For the data that follows, report how many lines include the string "FeedbackError", and write the number alone.

(Source data begins)

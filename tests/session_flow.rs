use chat_store::{AnswerPayload, Message};
use math_chat::answer::SERVICE_ERROR_TEXT;
use math_chat::session::{
    extraction_notice, EngineOps, FeedbackError, Generation, Rating, Session, SubmitError,
};
use math_chat::solver::SolveReply;

#[derive(Default)]
struct OpsSpy {
    started_solves: Vec<(String, Generation)>,
    started_reveals: Vec<(String, Generation)>,
    cancel_requests: usize,
    relayed: Vec<(String, u8)>,
    persisted: Vec<Vec<Message>>,
    change_notifications: usize,
    fail_start_solve: Option<String>,
    fail_start_reveal: Option<String>,
}

impl EngineOps for OpsSpy {
    fn start_solve(&mut self, question: String, generation: Generation) -> Result<(), String> {
        if let Some(error) = self.fail_start_solve.clone() {
            return Err(error);
        }

        self.started_solves.push((question, generation));
        Ok(())
    }

    fn start_reveal(&mut self, answer: String, generation: Generation) -> Result<(), String> {
        if let Some(error) = self.fail_start_reveal.clone() {
            return Err(error);
        }

        self.started_reveals.push((answer, generation));
        Ok(())
    }

    fn cancel_exchange(&mut self) {
        self.cancel_requests += 1;
    }

    fn relay_feedback(&mut self, payload: AnswerPayload, rating: Rating) {
        self.relayed.push((payload.question, rating.score()));
    }

    fn persist(&mut self, history: &[Message]) {
        self.persisted.push(history.to_vec());
    }

    fn notify_changed(&mut self) {
        self.change_notifications += 1;
    }
}

fn scenario_reply() -> SolveReply {
    SolveReply {
        answer: "✅ Final Answer: [4]".to_string(),
        steps: vec!["Add 2 and 2".to_string(), "Result is 4".to_string()],
        solution: Some("4".to_string()),
        confidence: None,
    }
}

fn run_full_exchange(session: &mut Session, spy: &mut OpsSpy) {
    session
        .submit_question("2+2", spy)
        .expect("submission should start the exchange");
    session.on_solve_succeeded(0, scenario_reply(), spy);
    session.on_reveal_chunk(0, "4", spy);
    session.on_reveal_completed(0, spy);
}

#[test]
fn submit_appends_user_message_and_starts_solve() {
    let mut session = Session::new();
    let mut spy = OpsSpy::default();

    session
        .submit_question("  2+2  ", &mut spy)
        .expect("submission should start the exchange");

    assert_eq!(session.history(), &[Message::user("2+2")]);
    assert_eq!(
        session.pending().map(|pending| pending.question.as_str()),
        Some("2+2")
    );
    assert_eq!(spy.started_solves, vec![("2+2".to_string(), 0)]);
    assert_eq!(spy.persisted.len(), 1);
    assert!(spy.change_notifications > 0);
}

#[test]
fn whitespace_submission_is_a_silent_noop() {
    let mut session = Session::new();
    let mut spy = OpsSpy::default();

    session
        .submit_question("   \n\t", &mut spy)
        .expect("blank input is not an error");

    assert!(session.history().is_empty());
    assert!(session.pending().is_none());
    assert!(spy.started_solves.is_empty());
    assert!(spy.persisted.is_empty());
}

#[test]
fn submit_while_pending_is_rejected_without_mutation() {
    let mut session = Session::new();
    let mut spy = OpsSpy::default();

    session
        .submit_question("first", &mut spy)
        .expect("first submission starts");
    let persisted_before = spy.persisted.len();

    let result = session.submit_question("second", &mut spy);

    assert_eq!(result, Err(SubmitError::Busy));
    assert_eq!(session.history(), &[Message::user("first")]);
    assert_eq!(spy.started_solves.len(), 1);
    assert_eq!(spy.persisted.len(), persisted_before);
}

#[test]
fn full_exchange_commits_cleaned_answer_after_reveal() {
    let mut session = Session::new();
    let mut spy = OpsSpy::default();

    session
        .submit_question("2+2", &mut spy)
        .expect("submission should start the exchange");

    session.on_solve_succeeded(0, scenario_reply(), &mut spy);
    assert_eq!(spy.started_reveals, vec![("4".to_string(), 0)]);

    session.on_reveal_chunk(0, "4", &mut spy);
    assert_eq!(session.reveal_buffer(), "4");

    session.on_reveal_completed(0, &mut spy);

    assert_eq!(session.history().len(), 2);
    assert!(session.pending().is_none());
    assert_eq!(session.reveal_buffer(), "");

    let payload = session.history()[1]
        .answer()
        .expect("second message is the agent answer");
    assert_eq!(payload.question, "2+2");
    assert_eq!(payload.answer, "4");
    assert_eq!(
        payload.steps,
        vec!["Add 2 and 2".to_string(), "Result is 4".to_string()]
    );
    assert_eq!(payload.solution.as_deref(), Some("4"));
}

#[test]
fn user_message_always_precedes_the_agent_commit() {
    let mut session = Session::new();
    let mut spy = OpsSpy::default();

    run_full_exchange(&mut session, &mut spy);

    assert!(matches!(session.history()[0], Message::User { .. }));
    assert!(matches!(session.history()[1], Message::Agent { .. }));
}

#[test]
fn solve_failure_commits_fixed_error_text() {
    let mut session = Session::new();
    let mut spy = OpsSpy::default();

    session
        .submit_question("2+2", &mut spy)
        .expect("submission should start the exchange");
    session.on_solve_failed(0, &mut spy);

    assert_eq!(session.history().len(), 2);
    assert!(session.pending().is_none());

    let payload = session.history()[1]
        .answer()
        .expect("second message is the agent answer");
    assert_eq!(payload.answer, SERVICE_ERROR_TEXT);
    assert!(payload.steps.is_empty());
    assert_eq!(payload.solution, None);
    assert!(spy.started_reveals.is_empty());
}

#[test]
fn start_solve_failure_converts_to_error_commit() {
    let mut session = Session::new();
    let mut spy = OpsSpy {
        fail_start_solve: Some("no worker".to_string()),
        ..OpsSpy::default()
    };

    session
        .submit_question("2+2", &mut spy)
        .expect("spawn failure is not a submission error");

    assert_eq!(session.history().len(), 2);
    assert!(session.pending().is_none());
    let payload = session.history()[1]
        .answer()
        .expect("second message is the agent answer");
    assert_eq!(payload.answer, SERVICE_ERROR_TEXT);
}

#[test]
fn reveal_spawn_failure_commits_without_the_typing_effect() {
    let mut session = Session::new();
    let mut spy = OpsSpy {
        fail_start_reveal: Some("no worker".to_string()),
        ..OpsSpy::default()
    };

    session
        .submit_question("2+2", &mut spy)
        .expect("submission should start the exchange");
    session.on_solve_succeeded(0, scenario_reply(), &mut spy);

    assert_eq!(session.history().len(), 2);
    assert!(session.pending().is_none());
    let payload = session.history()[1]
        .answer()
        .expect("second message is the agent answer");
    assert_eq!(payload.answer, "4");
}

#[test]
fn start_new_chat_resets_everything() {
    let mut session = Session::new();
    let mut spy = OpsSpy::default();

    run_full_exchange(&mut session, &mut spy);
    session
        .record_feedback(1, Rating::Like, &mut spy)
        .expect("feedback on the committed answer succeeds");
    session
        .submit_question("3+3", &mut spy)
        .expect("next submission starts");

    session.start_new_chat(&mut spy);

    assert!(session.history().is_empty());
    assert!(session.pending().is_none());
    assert_eq!(session.reveal_buffer(), "");
    assert!(session.feedback().is_empty());
    assert_eq!(session.generation(), 1);
    assert_eq!(spy.cancel_requests, 1);
    assert_eq!(
        spy.persisted.last().map(Vec::len),
        Some(0),
        "the empty history is persisted"
    );
}

#[test]
fn stale_generation_events_are_discarded_after_new_chat() {
    let mut session = Session::new();
    let mut spy = OpsSpy::default();

    session
        .submit_question("2+2", &mut spy)
        .expect("submission should start the exchange");
    session.start_new_chat(&mut spy);

    session.on_solve_succeeded(0, scenario_reply(), &mut spy);
    session.on_reveal_chunk(0, "4", &mut spy);
    session.on_reveal_completed(0, &mut spy);
    session.on_solve_failed(0, &mut spy);

    assert!(session.history().is_empty());
    assert!(session.pending().is_none());
    assert_eq!(session.reveal_buffer(), "");
    assert!(spy.started_reveals.is_empty());
}

#[test]
fn reveal_events_without_a_pending_exchange_are_ignored() {
    let mut session = Session::new();
    let mut spy = OpsSpy::default();

    session.on_reveal_chunk(0, "stray", &mut spy);
    session.on_reveal_completed(0, &mut spy);

    assert!(session.history().is_empty());
    assert_eq!(session.reveal_buffer(), "");
}

#[test]
fn feedback_requires_a_committed_agent_message() {
    let mut session = Session::new();
    let mut spy = OpsSpy::default();

    run_full_exchange(&mut session, &mut spy);

    assert_eq!(
        session.record_feedback(0, Rating::Like, &mut spy),
        Err(FeedbackError::UnknownMessage(0)),
        "user messages cannot be rated"
    );
    assert_eq!(
        session.record_feedback(9, Rating::Like, &mut spy),
        Err(FeedbackError::UnknownMessage(9)),
        "out-of-range indexes are rejected"
    );
    assert!(session.feedback().is_empty());
    assert!(spy.relayed.is_empty());
}

#[test]
fn feedback_on_an_agent_message_updates_map_and_relays() {
    let mut session = Session::new();
    let mut spy = OpsSpy::default();

    run_full_exchange(&mut session, &mut spy);
    session
        .record_feedback(1, Rating::Dislike, &mut spy)
        .expect("feedback on the committed answer succeeds");

    assert_eq!(session.feedback().get(&1), Some(&Rating::Dislike));
    assert_eq!(spy.relayed, vec![("2+2".to_string(), 1)]);
}

#[test]
fn extracted_submission_uses_the_notice_and_the_same_pipeline() {
    let mut session = Session::new();
    let mut spy = OpsSpy::default();

    session
        .submit_extracted("homework.png", &mut spy)
        .expect("file-derived submission starts");

    let notice = extraction_notice("homework.png");
    assert_eq!(session.history(), &[Message::user(notice.clone())]);
    assert_eq!(spy.started_solves, vec![(notice, 0)]);

    assert_eq!(
        session.submit_extracted("another.png", &mut spy),
        Err(SubmitError::Busy)
    );
    assert_eq!(session.submit_question("typed", &mut spy), Err(SubmitError::Busy));
}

(Source data ends)

§ The answer
3